The strength of the present study is that we, for the first time to our knowledge, compared the proteome of human abdominal and femoral subcutaneous AT. Moreover, the paired comparisons that were made between both subcutaneous AT depots for each individual further strengthen this study. Thus far, very few proteomic analyses of human whole-AT have been performed. Despite thorough cleaning, the AT biopsies still contained residual blood, which resulted in the identification of several blood proteins that accounted for ~20–30% of the total AT protein signal. Blood contamination is not surprising, since AT is a relative highly vascularized tissue. Unavoidable blood contamination might be one of the barriers to obtain a real ‘AT proteome’, but we adjusted for blood proteins in the present analyses. Furthermore, Western Blot analyses confirmed the adipose tissue depot-differences in protein expression of POSTN and, to a lesser extent, ANXA2 that were found using LC-MS. Noteworthy, the data obtained using Western blotting showed more variation between samples as compared to the LC-MS results. The latter suggests that the LC-MS methodology that we have employed in the present study is more sensitive to detect adipose tissue depot-differences in protein expression, which may partly be due to the adjustment for blood protein contamination.

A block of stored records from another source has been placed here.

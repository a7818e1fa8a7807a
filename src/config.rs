//! Plugin configuration.
//!
//! Resolved once when the plugin is registered: user overrides are
//! shallow-merged onto the stock defaults, so any top-level key the user
//! sets replaces the default wholesale and everything else is kept.
//!
//! ## Configuration Options
//!
//! ```toml
//! # All options are optional - defaults shown below
//!
//! output_folder = "favicon"          # relative to the build output root
//! prefix_name = "favicon"            # file-name prefix for generated assets
//! img_path_href = ""                 # public URL prefix; empty = "/" + output_folder
//! manifest_generate = true
//! manifest_name = "manifest"         # written as <name>.json
//! manifest_output_folder = ""        # relative to the build output root
//! size_list = [16, 32, 48, 57, 72, 76, 96, 114, 120, 144, 152, 180, 192, 256, 512]
//! run_only_dev_mode = true           # skip generation in production builds
//! tab_indent = 2                     # tabs before every markup line but the first
//! # max_processes = 4                # resize workers (omit for auto = CPU cores)
//!
//! [manifest_data]
//! name = "MyApp"
//! short_name = "MyApp but short"
//! description = "Progressive Web App"
//! start_url = "/"
//! display = "standalone"
//! background_color = "#ffffff"
//! theme_color = "#000000"
//! ```
//!
//! Unknown keys are ignored.

use crate::output;
use serde::{Deserialize, Serialize};
use std::fs;
use std::path::Path;
use thiserror::Error;

/// File looked up by [`load_config`].
pub const CONFIG_FILENAME: &str = "favicon.toml";

/// Size the ICO is packed from; always part of the effective size set.
pub const REQUIRED_SIZE: u32 = 512;

#[derive(Error, Debug)]
pub enum ConfigError {
    #[error("IO error: {0}")]
    Io(#[from] std::io::Error),
    #[error("TOML parse error: {0}")]
    Toml(#[from] toml::de::Error),
    #[error("TOML serialize error: {0}")]
    TomlSer(#[from] toml::ser::Error),
    #[error("Config validation error: {0}")]
    Validation(String),
}

/// Favicon plugin configuration.
#[derive(Debug, Clone, PartialEq, Serialize, Deserialize)]
#[serde(default)]
pub struct FaviconConfig {
    /// Folder for generated images, relative to the build output root.
    pub output_folder: String,
    /// File-name prefix for every generated asset.
    pub prefix_name: String,
    /// Public URL prefix for the assets. Empty means `/` + `output_folder`.
    pub img_path_href: String,
    /// Write a web-app manifest and link it from the markup.
    pub manifest_generate: bool,
    /// Manifest file name without the `.json` extension.
    pub manifest_name: String,
    /// Folder for the manifest, relative to the build output root.
    pub manifest_output_folder: String,
    pub manifest_data: ManifestData,
    /// Pixel sizes to render as square PNGs. A value that is not a list of
    /// positive integers reads as an empty list.
    #[serde(deserialize_with = "lenient_size_list")]
    pub size_list: Vec<u32>,
    /// Only generate assets outside production builds.
    pub run_only_dev_mode: bool,
    /// Tabs prepended to every markup line except the first.
    pub tab_indent: usize,
    /// Maximum parallel resize workers. `None` uses every core.
    #[serde(skip_serializing_if = "Option::is_none")]
    pub max_processes: Option<usize>,
}

impl Default for FaviconConfig {
    fn default() -> Self {
        Self {
            output_folder: "favicon".to_string(),
            prefix_name: "favicon".to_string(),
            img_path_href: String::new(),
            manifest_generate: true,
            manifest_name: "manifest".to_string(),
            manifest_output_folder: String::new(),
            manifest_data: ManifestData::default(),
            size_list: vec![
                16,  // legacy address bar
                32,  // address bar, windows 10 minimum
                48,  // windows desktop
                57,  // iphone, ios 6 and below
                72,  // ipad, ios 6 and below
                76,  // ipad, ios 7+
                96,  // android chrome shortcut
                114, // iphone retina, ios 6 and below
                120, // iphone retina, ios 7+
                144, // android, windows tiles
                152, // ipad retina, ios 7+
                180, // iphone retina hd
                192, // android, pwa
                256, // windows/chrome desktop
                512, // android 8.0+, pwa
            ],
            run_only_dev_mode: true,
            tab_indent: 2,
            max_processes: None,
        }
    }
}

/// Content of the web-app manifest.
#[derive(Debug, Clone, PartialEq, Serialize, Deserialize)]
#[serde(default)]
pub struct ManifestData {
    pub name: String,
    pub short_name: String,
    pub description: String,
    pub start_url: String,
    pub display: String,
    pub background_color: String,
    pub theme_color: String,
}

impl Default for ManifestData {
    fn default() -> Self {
        Self {
            name: "MyApp".to_string(),
            short_name: "MyApp but short".to_string(),
            description: "Progressive Web App".to_string(),
            start_url: "/".to_string(),
            display: "standalone".to_string(),
            background_color: "#ffffff".to_string(),
            theme_color: "#000000".to_string(),
        }
    }
}

impl FaviconConfig {
    /// Validate config values are within acceptable ranges.
    pub fn validate(&self) -> Result<(), ConfigError> {
        if self.max_processes == Some(0) {
            return Err(ConfigError::Validation(
                "max_processes must be at least 1".into(),
            ));
        }
        Ok(())
    }

    /// Sizes actually rendered: configured sizes plus 512, deduplicated in
    /// first-occurrence order.
    pub fn effective_sizes(&self) -> Vec<u32> {
        let mut sizes = Vec::with_capacity(self.size_list.len() + 1);
        for &size in self.size_list.iter().chain(std::iter::once(&REQUIRED_SIZE)) {
            if !sizes.contains(&size) {
                sizes.push(size);
            }
        }
        sizes
    }

    /// Whether `size` was asked for in the configured list.
    pub fn configures(&self, size: u32) -> bool {
        self.size_list.contains(&size)
    }
}

/// Accept `size_list` only as an array of positive integers; anything else
/// becomes an empty list so generation still renders the 512px icon.
fn lenient_size_list<'de, D>(deserializer: D) -> Result<Vec<u32>, D::Error>
where
    D: serde::Deserializer<'de>,
{
    #[derive(Deserialize)]
    #[serde(untagged)]
    enum RawSizes {
        Sizes(Vec<i64>),
        Other(serde::de::IgnoredAny),
    }

    let sizes = match RawSizes::deserialize(deserializer)? {
        RawSizes::Sizes(sizes) => sizes
            .iter()
            .map(|&s| u32::try_from(s).ok().filter(|&s| s > 0))
            .collect::<Option<Vec<u32>>>(),
        RawSizes::Other(_) => None,
    };
    Ok(sizes.unwrap_or_else(|| {
        output::error("invalid size_list, only the 512px icon will be generated");
        Vec::new()
    }))
}

/// Resolve the worker count for the resize fan-out.
///
/// - `None` → use all available cores
/// - `Some(n)` → use `min(n, cores)` (user can constrain down, not up)
pub fn effective_threads(max_processes: Option<usize>) -> usize {
    let cores = std::thread::available_parallelism()
        .map(|n| n.get())
        .unwrap_or(1);
    max_processes.map(|n| n.min(cores)).unwrap_or(cores)
}

// =============================================================================
// Config loading, merging, and validation
// =============================================================================

/// Returns the stock default config as a `toml::Value::Table`.
pub fn stock_defaults_value() -> Result<toml::Value, ConfigError> {
    Ok(toml::Value::try_from(FaviconConfig::default())?)
}

/// Merge `overlay` on top of `base`, one level deep.
///
/// Top-level overlay keys replace base keys outright, nested tables included;
/// keys missing from the overlay keep their base value. A non-table overlay
/// is ignored.
pub fn merge_shallow(base: toml::Value, overlay: toml::Value) -> toml::Value {
    match (base, overlay) {
        (toml::Value::Table(mut base_table), toml::Value::Table(overlay_table)) => {
            for (key, value) in overlay_table {
                base_table.insert(key, value);
            }
            toml::Value::Table(base_table)
        }
        (base, _) => base,
    }
}

/// Load `favicon.toml` from a directory as a raw TOML value.
///
/// Returns `Ok(None)` if no config file exists in the directory.
pub fn load_raw_config(dir: &Path) -> Result<Option<toml::Value>, ConfigError> {
    let config_path = dir.join(CONFIG_FILENAME);
    if !config_path.exists() {
        return Ok(None);
    }
    let content = fs::read_to_string(&config_path)?;
    let value: toml::Value = toml::from_str(&content)?;
    Ok(Some(value))
}

/// Merge optional overrides onto the stock defaults, then deserialize and validate.
pub fn resolve_config(overlay: Option<toml::Value>) -> Result<FaviconConfig, ConfigError> {
    let base = stock_defaults_value()?;
    let merged = match overlay {
        Some(ov) => merge_shallow(base, ov),
        None => base,
    };
    let config: FaviconConfig = merged.try_into()?;
    config.validate()?;
    Ok(config)
}

/// Load config from `favicon.toml` in the given directory, falling back to
/// stock defaults when the file is absent.
pub fn load_config(dir: &Path) -> Result<FaviconConfig, ConfigError> {
    resolve_config(load_raw_config(dir)?)
}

A limitation of the present study is the relatively small number of participants. Furthermore, our proteomic analysis covered only a small amount of proteins of the AT proteome, based on human adipose tissue transcriptome data (https://www.proteinatlas.org/humanproteome/adipose). Thus, our findings may reflect only part of the AT depot proteome differences. Furthermore, AT depot differences in protein abundance did not yield significant findings following adjustment for multiple testing in the present study, which might be due to limited power and/or subtle differences in protein expression between these AT depots. Therefore, the differences reported here should be confirmed in future studies, also taking into account that certain differences in protein expression between adipose tissue depots may be either more or less pronounced depending on the study population. Here, we studied adipose tissues from metabolically compromised individuals, because we expected this to increase potential differences between the depots. However, it might well be that a disturbed glucose metabolism masks any depot differences in protein expression that might exist among individuals with a different metabolic phenotype (e.g. healthy subjects). Finally, AT biopsies were collected following an overnight fast. Therefore, it may well be that under challenged conditions such as after physical exercise, prolonged fasting or a dietary intervention, proteome differences are more outspoken. Noteworthy, protein abundance may not always be a valid surrogate for protein activity and, as such, our observations warrant follow-up research.

In conclusion, comparison of human abdominal and femoral subcutaneous AT using non-targeted, quantitative proteomics revealed slight but specific differences in protein expression between these AT depots in overweight/obese women, and indicated that fat cell size was significantly correlated with ADH1B, POSTN and LCP1. These differences in protein expression may reflect depot-differences in adipocyte morphology, adipocyte expandability, immune cell interaction and energy metabolism. Importantly, it cannot be excluded that differences in protein activity, particularly under challenged conditions, contribute to divergent functioning of these AT depots.